▶ [Exercise requirements]
In the listing below, print exactly the lines between the line holding "filename src/io.rs" and the line holding "let mut depth = 0usize;", inclusive, and no more.

☆ ☆ ☆ ☆

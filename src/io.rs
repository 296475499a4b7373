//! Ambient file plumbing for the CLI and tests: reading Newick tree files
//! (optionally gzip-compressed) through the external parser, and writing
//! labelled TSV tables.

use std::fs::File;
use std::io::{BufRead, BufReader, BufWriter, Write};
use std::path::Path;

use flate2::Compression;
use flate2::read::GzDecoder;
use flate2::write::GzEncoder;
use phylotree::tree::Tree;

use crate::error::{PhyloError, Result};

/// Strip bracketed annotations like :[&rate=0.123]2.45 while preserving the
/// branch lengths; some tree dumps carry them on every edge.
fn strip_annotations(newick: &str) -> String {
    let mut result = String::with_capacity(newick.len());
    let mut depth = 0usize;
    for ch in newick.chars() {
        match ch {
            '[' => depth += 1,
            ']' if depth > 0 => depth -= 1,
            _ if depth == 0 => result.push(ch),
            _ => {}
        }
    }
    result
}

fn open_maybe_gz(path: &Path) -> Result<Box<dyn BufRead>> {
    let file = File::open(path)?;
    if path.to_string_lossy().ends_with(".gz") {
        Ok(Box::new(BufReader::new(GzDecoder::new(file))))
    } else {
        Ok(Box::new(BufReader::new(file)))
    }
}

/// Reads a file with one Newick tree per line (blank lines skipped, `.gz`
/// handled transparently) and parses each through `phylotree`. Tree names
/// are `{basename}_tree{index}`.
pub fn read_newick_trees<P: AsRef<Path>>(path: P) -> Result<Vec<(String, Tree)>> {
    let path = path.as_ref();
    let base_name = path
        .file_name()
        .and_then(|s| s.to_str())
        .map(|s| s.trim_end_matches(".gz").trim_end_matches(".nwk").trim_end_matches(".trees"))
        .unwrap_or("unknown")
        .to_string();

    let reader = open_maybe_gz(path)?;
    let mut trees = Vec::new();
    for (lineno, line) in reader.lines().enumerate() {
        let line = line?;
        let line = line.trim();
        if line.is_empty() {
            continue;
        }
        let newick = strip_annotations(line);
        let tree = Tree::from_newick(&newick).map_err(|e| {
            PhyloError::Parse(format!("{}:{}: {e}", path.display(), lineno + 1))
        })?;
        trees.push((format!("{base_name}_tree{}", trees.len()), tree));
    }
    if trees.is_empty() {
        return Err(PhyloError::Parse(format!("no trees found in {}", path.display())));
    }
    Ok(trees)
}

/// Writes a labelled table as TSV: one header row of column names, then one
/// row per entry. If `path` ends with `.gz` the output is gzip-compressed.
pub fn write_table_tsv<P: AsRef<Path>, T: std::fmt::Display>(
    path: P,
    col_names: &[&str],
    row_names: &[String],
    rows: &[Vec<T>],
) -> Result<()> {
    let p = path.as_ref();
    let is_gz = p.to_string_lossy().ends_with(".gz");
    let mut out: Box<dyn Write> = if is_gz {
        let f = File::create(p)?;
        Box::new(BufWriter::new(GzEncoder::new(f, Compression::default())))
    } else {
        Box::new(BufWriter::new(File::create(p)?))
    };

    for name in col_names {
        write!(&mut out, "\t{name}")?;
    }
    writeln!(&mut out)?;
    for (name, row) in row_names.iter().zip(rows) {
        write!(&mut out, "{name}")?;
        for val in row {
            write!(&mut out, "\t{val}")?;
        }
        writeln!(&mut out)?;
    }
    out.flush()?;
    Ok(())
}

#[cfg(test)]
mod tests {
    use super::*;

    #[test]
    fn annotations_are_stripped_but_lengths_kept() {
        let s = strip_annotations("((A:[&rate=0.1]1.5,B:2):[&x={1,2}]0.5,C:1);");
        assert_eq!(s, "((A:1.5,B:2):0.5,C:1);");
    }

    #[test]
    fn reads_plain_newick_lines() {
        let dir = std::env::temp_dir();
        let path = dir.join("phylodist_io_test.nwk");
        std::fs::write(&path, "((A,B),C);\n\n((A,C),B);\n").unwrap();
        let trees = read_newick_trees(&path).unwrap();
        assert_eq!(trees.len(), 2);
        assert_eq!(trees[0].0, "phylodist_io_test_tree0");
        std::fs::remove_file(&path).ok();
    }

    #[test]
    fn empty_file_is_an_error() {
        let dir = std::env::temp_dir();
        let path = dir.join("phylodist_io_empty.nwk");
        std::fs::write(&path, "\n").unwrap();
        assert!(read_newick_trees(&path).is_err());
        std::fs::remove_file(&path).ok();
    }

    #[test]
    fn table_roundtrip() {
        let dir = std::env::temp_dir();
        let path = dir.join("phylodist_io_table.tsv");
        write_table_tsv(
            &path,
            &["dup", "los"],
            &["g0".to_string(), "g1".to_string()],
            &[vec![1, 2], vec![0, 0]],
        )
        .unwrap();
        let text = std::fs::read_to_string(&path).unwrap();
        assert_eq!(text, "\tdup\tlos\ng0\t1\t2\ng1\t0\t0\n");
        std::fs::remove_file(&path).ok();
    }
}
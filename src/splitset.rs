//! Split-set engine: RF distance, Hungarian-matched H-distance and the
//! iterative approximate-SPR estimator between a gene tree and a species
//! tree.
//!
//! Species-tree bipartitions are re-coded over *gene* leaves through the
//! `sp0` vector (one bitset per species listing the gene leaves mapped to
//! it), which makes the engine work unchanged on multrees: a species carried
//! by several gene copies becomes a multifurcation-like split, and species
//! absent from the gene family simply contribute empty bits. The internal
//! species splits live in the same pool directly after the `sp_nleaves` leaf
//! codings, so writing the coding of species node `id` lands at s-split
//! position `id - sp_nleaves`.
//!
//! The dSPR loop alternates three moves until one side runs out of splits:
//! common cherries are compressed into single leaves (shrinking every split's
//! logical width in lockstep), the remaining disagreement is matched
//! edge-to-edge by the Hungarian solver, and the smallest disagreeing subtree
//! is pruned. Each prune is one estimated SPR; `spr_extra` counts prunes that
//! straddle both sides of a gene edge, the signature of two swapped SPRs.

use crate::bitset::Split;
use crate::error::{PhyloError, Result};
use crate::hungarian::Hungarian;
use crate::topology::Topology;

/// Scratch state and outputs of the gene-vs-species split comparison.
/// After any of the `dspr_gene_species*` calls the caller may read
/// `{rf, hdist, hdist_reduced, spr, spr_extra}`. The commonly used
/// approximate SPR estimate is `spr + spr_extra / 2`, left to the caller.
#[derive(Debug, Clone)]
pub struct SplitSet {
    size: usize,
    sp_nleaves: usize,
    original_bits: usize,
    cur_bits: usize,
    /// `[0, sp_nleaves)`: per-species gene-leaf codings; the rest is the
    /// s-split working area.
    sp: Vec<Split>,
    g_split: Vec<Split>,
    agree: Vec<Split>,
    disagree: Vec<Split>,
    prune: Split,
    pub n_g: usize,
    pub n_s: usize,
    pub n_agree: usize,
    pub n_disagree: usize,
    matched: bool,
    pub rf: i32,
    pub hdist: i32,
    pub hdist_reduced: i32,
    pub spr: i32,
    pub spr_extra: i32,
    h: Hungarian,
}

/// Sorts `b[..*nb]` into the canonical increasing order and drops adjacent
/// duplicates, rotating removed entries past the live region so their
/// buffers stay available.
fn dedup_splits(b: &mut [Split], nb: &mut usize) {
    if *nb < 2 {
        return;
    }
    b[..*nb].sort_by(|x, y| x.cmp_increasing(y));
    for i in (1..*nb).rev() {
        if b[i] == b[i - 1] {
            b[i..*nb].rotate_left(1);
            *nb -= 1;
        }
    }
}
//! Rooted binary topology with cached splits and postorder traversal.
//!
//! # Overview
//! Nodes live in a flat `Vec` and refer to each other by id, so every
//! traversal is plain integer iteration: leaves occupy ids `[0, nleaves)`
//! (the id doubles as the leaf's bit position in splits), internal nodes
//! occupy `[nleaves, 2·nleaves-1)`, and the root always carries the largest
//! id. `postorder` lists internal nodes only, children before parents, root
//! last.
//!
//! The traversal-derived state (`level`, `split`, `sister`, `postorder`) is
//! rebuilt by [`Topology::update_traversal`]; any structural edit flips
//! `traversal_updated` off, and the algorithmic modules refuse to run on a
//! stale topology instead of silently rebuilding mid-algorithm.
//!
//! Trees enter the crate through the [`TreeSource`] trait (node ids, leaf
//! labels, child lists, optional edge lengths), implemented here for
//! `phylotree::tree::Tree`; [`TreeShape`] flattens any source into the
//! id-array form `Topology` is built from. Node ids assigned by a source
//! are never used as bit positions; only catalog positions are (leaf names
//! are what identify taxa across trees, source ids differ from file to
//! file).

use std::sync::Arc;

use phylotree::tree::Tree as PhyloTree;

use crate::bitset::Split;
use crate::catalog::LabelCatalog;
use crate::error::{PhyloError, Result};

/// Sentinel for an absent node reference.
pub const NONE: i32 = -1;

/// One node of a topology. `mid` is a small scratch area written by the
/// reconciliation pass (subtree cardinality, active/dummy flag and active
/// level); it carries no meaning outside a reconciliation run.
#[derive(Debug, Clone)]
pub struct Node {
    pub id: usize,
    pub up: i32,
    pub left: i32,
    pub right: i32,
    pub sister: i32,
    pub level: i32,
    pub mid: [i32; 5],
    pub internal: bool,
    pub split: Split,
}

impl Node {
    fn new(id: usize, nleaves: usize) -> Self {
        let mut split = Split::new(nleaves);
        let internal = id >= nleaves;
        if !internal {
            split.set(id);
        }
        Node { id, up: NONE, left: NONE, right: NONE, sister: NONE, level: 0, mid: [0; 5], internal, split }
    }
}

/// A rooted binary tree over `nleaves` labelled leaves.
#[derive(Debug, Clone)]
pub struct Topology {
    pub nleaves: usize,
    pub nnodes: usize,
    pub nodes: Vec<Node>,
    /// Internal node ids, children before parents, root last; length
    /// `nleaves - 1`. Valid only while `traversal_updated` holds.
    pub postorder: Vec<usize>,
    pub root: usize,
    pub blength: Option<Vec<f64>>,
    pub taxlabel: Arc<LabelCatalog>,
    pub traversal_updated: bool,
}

☆ ☆ ☆ ☆

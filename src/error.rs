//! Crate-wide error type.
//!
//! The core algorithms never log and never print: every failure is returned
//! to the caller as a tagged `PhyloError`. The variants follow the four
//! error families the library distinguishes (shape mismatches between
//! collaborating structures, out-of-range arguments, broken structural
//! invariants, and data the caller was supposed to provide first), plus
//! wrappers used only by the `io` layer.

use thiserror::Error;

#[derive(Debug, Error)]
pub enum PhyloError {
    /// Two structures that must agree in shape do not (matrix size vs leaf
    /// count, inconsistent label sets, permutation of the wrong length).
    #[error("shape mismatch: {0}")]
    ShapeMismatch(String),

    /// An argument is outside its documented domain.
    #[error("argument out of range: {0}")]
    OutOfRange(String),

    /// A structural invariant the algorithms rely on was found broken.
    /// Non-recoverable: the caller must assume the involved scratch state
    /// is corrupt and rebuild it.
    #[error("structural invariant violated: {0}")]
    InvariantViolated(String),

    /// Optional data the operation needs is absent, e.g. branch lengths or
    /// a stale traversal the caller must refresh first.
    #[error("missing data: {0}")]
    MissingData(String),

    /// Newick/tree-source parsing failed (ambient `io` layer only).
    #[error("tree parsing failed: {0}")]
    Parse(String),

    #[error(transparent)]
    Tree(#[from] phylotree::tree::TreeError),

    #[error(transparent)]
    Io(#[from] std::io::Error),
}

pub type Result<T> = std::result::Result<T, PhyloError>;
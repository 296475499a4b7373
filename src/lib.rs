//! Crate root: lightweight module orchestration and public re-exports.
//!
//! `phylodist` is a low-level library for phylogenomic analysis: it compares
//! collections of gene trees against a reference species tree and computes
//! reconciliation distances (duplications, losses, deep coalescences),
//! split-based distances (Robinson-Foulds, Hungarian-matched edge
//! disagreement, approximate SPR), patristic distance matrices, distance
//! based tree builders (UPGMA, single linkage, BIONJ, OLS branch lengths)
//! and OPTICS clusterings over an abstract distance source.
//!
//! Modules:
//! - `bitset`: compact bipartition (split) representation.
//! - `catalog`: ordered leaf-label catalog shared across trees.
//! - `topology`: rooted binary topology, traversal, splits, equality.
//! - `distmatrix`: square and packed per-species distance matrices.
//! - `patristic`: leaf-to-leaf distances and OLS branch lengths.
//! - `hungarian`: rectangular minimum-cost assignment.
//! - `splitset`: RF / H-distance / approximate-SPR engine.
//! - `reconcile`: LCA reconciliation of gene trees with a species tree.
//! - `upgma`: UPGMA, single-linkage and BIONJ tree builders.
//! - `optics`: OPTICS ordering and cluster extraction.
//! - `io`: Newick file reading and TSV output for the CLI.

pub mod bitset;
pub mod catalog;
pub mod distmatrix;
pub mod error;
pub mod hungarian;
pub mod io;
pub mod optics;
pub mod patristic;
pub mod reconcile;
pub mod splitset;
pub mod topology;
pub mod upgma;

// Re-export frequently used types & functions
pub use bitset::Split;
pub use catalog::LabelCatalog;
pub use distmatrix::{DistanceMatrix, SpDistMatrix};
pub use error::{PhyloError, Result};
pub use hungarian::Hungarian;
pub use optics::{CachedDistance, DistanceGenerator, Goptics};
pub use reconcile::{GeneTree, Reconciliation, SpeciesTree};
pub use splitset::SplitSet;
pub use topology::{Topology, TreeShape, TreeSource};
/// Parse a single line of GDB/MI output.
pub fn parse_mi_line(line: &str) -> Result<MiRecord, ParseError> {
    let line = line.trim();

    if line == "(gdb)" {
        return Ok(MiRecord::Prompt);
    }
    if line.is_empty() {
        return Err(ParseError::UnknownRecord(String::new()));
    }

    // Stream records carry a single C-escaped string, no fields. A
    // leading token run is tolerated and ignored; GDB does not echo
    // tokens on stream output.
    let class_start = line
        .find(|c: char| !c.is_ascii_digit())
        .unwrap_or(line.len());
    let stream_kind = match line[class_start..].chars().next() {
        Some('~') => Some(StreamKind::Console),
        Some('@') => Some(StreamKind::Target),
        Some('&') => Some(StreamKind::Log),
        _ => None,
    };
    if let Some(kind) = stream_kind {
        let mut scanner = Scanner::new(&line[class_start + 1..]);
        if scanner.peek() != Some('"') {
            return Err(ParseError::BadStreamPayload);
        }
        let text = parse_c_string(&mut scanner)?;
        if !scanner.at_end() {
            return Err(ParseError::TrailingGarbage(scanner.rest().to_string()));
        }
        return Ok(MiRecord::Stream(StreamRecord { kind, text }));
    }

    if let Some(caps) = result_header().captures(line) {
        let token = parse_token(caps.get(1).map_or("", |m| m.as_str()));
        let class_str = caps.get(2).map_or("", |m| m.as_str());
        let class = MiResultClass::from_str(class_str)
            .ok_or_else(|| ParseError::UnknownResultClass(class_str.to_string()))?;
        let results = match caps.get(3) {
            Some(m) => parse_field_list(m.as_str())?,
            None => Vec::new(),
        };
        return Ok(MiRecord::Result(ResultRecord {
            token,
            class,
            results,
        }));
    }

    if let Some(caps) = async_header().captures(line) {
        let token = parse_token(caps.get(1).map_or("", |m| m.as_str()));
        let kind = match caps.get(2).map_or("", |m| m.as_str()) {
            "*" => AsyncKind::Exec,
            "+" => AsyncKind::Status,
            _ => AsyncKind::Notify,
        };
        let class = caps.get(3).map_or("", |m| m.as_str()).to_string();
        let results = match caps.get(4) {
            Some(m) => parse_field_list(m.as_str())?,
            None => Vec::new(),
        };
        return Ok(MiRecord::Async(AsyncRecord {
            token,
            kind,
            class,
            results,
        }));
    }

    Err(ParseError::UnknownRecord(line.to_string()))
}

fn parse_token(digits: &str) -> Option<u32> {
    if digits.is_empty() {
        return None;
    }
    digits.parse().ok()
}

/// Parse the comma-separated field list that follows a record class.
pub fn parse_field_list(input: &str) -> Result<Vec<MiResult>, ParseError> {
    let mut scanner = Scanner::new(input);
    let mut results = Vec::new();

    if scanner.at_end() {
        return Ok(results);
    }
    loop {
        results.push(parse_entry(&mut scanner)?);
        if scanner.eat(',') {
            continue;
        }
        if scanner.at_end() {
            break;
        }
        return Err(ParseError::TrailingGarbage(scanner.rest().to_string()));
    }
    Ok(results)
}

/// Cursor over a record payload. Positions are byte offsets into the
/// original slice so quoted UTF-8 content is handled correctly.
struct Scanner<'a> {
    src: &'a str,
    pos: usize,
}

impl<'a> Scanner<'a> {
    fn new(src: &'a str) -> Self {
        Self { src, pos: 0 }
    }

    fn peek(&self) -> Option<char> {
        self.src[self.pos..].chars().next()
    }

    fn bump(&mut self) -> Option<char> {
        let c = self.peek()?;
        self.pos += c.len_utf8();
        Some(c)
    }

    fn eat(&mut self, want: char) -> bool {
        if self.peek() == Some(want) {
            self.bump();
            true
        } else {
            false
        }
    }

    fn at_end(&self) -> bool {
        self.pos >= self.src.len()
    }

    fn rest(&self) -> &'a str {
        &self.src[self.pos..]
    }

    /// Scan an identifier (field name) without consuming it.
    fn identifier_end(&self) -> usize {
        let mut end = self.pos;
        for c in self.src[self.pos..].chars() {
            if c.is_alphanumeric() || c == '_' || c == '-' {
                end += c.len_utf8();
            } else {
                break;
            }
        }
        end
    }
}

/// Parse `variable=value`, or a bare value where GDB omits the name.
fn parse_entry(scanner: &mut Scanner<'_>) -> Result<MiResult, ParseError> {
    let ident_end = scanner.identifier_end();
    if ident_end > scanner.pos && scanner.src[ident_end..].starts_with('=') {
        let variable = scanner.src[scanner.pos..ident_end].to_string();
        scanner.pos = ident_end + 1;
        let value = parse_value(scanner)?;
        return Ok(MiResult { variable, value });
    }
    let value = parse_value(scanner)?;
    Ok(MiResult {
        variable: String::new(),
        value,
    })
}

☆ ☆ ☆ ☆

▶ [Output of the exercise]
filename src/io.rs
repository 296475499a4b7373
//! Ambient file plumbing for the CLI and tests: reading Newick tree files
//! (optionally gzip-compressed) through the external parser, and writing
//! labelled TSV tables.

use std::fs::File;
use std::io::{BufRead, BufReader, BufWriter, Write};
use std::path::Path;

use flate2::Compression;
use flate2::read::GzDecoder;
use flate2::write::GzEncoder;
use phylotree::tree::Tree;

use crate::error::{PhyloError, Result};

/// Strip bracketed annotations like :[&rate=0.123]2.45 while preserving the
/// branch lengths; some tree dumps carry them on every edge.
fn strip_annotations(newick: &str) -> String {
    let mut result = String::with_capacity(newick.len());
    let mut depth = 0usize;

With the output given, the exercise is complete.